SUPPLIED DATA |

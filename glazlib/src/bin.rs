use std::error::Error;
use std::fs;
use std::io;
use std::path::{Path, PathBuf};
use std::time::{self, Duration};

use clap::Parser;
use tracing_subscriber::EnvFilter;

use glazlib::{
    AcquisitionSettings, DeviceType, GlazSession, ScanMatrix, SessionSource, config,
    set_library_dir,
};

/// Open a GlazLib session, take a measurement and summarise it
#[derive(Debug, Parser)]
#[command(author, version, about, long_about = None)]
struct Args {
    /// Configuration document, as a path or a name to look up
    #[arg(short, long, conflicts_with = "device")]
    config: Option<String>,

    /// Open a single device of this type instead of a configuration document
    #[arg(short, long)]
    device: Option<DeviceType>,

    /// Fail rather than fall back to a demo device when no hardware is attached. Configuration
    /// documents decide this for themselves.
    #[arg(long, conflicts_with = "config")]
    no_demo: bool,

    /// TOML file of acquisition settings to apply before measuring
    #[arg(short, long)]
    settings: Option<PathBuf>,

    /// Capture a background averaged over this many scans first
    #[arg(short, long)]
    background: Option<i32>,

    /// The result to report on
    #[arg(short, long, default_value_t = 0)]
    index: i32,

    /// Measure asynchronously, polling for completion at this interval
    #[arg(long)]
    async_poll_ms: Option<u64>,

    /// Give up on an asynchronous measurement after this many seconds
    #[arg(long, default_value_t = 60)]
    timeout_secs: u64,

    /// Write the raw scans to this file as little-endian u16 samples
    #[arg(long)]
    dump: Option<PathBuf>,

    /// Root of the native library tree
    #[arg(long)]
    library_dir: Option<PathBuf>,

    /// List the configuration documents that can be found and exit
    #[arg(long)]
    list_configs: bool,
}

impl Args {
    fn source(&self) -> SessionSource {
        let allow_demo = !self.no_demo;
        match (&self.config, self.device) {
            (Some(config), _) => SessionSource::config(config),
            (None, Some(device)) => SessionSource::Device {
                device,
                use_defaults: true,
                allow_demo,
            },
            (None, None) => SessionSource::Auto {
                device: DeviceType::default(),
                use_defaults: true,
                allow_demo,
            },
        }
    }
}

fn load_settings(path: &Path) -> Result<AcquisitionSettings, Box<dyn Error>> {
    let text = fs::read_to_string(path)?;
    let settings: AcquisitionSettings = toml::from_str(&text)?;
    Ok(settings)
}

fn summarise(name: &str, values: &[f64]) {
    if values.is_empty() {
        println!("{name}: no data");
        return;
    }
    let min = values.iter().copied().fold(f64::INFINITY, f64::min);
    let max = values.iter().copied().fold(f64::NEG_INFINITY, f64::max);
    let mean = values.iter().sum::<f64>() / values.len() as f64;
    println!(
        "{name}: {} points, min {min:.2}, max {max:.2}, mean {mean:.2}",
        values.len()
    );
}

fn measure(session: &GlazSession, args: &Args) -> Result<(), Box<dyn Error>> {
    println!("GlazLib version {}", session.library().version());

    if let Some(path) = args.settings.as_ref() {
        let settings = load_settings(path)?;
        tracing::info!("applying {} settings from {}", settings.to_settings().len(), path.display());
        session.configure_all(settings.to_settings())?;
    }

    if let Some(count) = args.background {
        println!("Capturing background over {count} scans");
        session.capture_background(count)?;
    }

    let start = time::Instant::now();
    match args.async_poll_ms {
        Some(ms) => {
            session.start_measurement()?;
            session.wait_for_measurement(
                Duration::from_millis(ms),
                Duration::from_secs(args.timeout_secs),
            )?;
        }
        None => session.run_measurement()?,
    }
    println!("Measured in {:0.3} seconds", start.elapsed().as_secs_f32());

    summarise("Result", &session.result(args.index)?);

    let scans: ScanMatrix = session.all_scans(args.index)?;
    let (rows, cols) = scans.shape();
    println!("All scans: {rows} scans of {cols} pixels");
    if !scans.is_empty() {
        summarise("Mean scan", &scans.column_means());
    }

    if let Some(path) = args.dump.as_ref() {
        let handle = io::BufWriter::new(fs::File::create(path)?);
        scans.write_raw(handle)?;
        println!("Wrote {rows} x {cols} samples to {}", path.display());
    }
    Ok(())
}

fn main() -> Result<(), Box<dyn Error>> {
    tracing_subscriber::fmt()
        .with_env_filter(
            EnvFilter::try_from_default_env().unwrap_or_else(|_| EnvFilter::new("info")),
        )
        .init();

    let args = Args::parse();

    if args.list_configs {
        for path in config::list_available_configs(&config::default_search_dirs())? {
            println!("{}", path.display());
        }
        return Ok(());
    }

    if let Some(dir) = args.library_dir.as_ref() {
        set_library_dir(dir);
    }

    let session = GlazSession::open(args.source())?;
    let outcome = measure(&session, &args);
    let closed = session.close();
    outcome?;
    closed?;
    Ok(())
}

TASK REQUIREMENTS | Output each entry exactly. Leave none out.

WRITTEN REPLY |
filename glazlib/src/bin.rs
use std::error::Error;
use std::fs;
use std::io;
use std::path::{Path, PathBuf};
use std::time::{self, Duration};

use clap::Parser;
use tracing_subscriber::EnvFilter;

use glazlib::{
    AcquisitionSettings, DeviceType, GlazSession, ScanMatrix, SessionSource, config,
    set_library_dir,
};

/// Open a GlazLib session, take a measurement and summarise it
#[derive(Debug, Parser)]
#[command(author, version, about, long_about = None)]
struct Args {
    /// Configuration document, as a path or a name to look up
    #[arg(short, long, conflicts_with = "device")]
    config: Option<String>,

    /// Open a single device of this type instead of a configuration document
    #[arg(short, long)]
    device: Option<DeviceType>,

    /// Fail rather than fall back to a demo device when no hardware is attached. Configuration
    /// documents decide this for themselves.
    #[arg(long, conflicts_with = "config")]
    no_demo: bool,

    /// TOML file of acquisition settings to apply before measuring
    #[arg(short, long)]
    settings: Option<PathBuf>,

    /// Capture a background averaged over this many scans first
    #[arg(short, long)]
    background: Option<i32>,

    /// The result to report on
    #[arg(short, long, default_value_t = 0)]
    index: i32,

    /// Measure asynchronously, polling for completion at this interval
    #[arg(long)]
    async_poll_ms: Option<u64>,

    /// Give up on an asynchronous measurement after this many seconds
    #[arg(long, default_value_t = 60)]
    timeout_secs: u64,

    /// Write the raw scans to this file as little-endian u16 samples
    #[arg(long)]
    dump: Option<PathBuf>,

    /// Root of the native library tree
    #[arg(long)]
    library_dir: Option<PathBuf>,

    /// List the configuration documents that can be found and exit
    #[arg(long)]
    list_configs: bool,
}

impl Args {
    fn source(&self) -> SessionSource {
        let allow_demo = !self.no_demo;
        match (&self.config, self.device) {
            (Some(config), _) => SessionSource::config(config),
            (None, Some(device)) => SessionSource::Device {
                device,
                use_defaults: true,
                allow_demo,
            },
            (None, None) => SessionSource::Auto {
                device: DeviceType::default(),
                use_defaults: true,
                allow_demo,
            },
        }
    }
}

fn load_settings(path: &Path) -> Result<AcquisitionSettings, Box<dyn Error>> {
    let text = fs::read_to_string(path)?;
    let settings: AcquisitionSettings = toml::from_str(&text)?;
    Ok(settings)
}

fn summarise(name: &str, values: &[f64]) {
    if values.is_empty() {
        println!("{name}: no data");
        return;
    }
    let min = values.iter().copied().fold(f64::INFINITY, f64::min);
    let max = values.iter().copied().fold(f64::NEG_INFINITY, f64::max);
    let mean = values.iter().sum::<f64>() / values.len() as f64;
    println!(
        "{name}: {} points, min {min:.2}, max {max:.2}, mean {mean:.2}",
        values.len()
    );
}

fn measure(session: &GlazSession, args: &Args) -> Result<(), Box<dyn Error>> {
    println!("GlazLib version {}", session.library().version());

    if let Some(path) = args.settings.as_ref() {
        let settings = load_settings(path)?;
        tracing::info!("applying {} settings from {}", settings.to_settings().len(), path.display());
        session.configure_all(settings.to_settings())?;
    }

    if let Some(count) = args.background {
        println!("Capturing background over {count} scans");
        session.capture_background(count)?;
    }

    let start = time::Instant::now();
    match args.async_poll_ms {
        Some(ms) => {
            session.start_measurement()?;
            session.wait_for_measurement(
                Duration::from_millis(ms),
                Duration::from_secs(args.timeout_secs),
            )?;
        }
        None => session.run_measurement()?,
    }
    println!("Measured in {:0.3} seconds", start.elapsed().as_secs_f32());

    summarise("Result", &session.result(args.index)?);

    let scans: ScanMatrix = session.all_scans(args.index)?;
    let (rows, cols) = scans.shape();
    println!("All scans: {rows} scans of {cols} pixels");
    if !scans.is_empty() {
        summarise("Mean scan", &scans.column_means());
    }

    if let Some(path) = args.dump.as_ref() {
        let handle = io::BufWriter::new(fs::File::create(path)?);
        scans.write_raw(handle)?;
        println!("Wrote {rows} x {cols} samples to {}", path.display());
    }
    Ok(())
}

fn main() -> Result<(), Box<dyn Error>> {
    tracing_subscriber::fmt()
        .with_env_filter(
            EnvFilter::try_from_default_env().unwrap_or_else(|_| EnvFilter::new("info")),
        )
        .init();

    let args = Args::parse();

    if args.list_configs {
        for path in config::list_available_configs(&config::default_search_dirs())? {
            println!("{}", path.display());
        }
        return Ok(());
    }

    if let Some(dir) = args.library_dir.as_ref() {
        set_library_dir(dir);
    }

    let session = GlazSession::open(args.source())?;
    let outcome = measure(&session, &args);
    let closed = session.close();
    outcome?;
    closed?;
    Ok(())
}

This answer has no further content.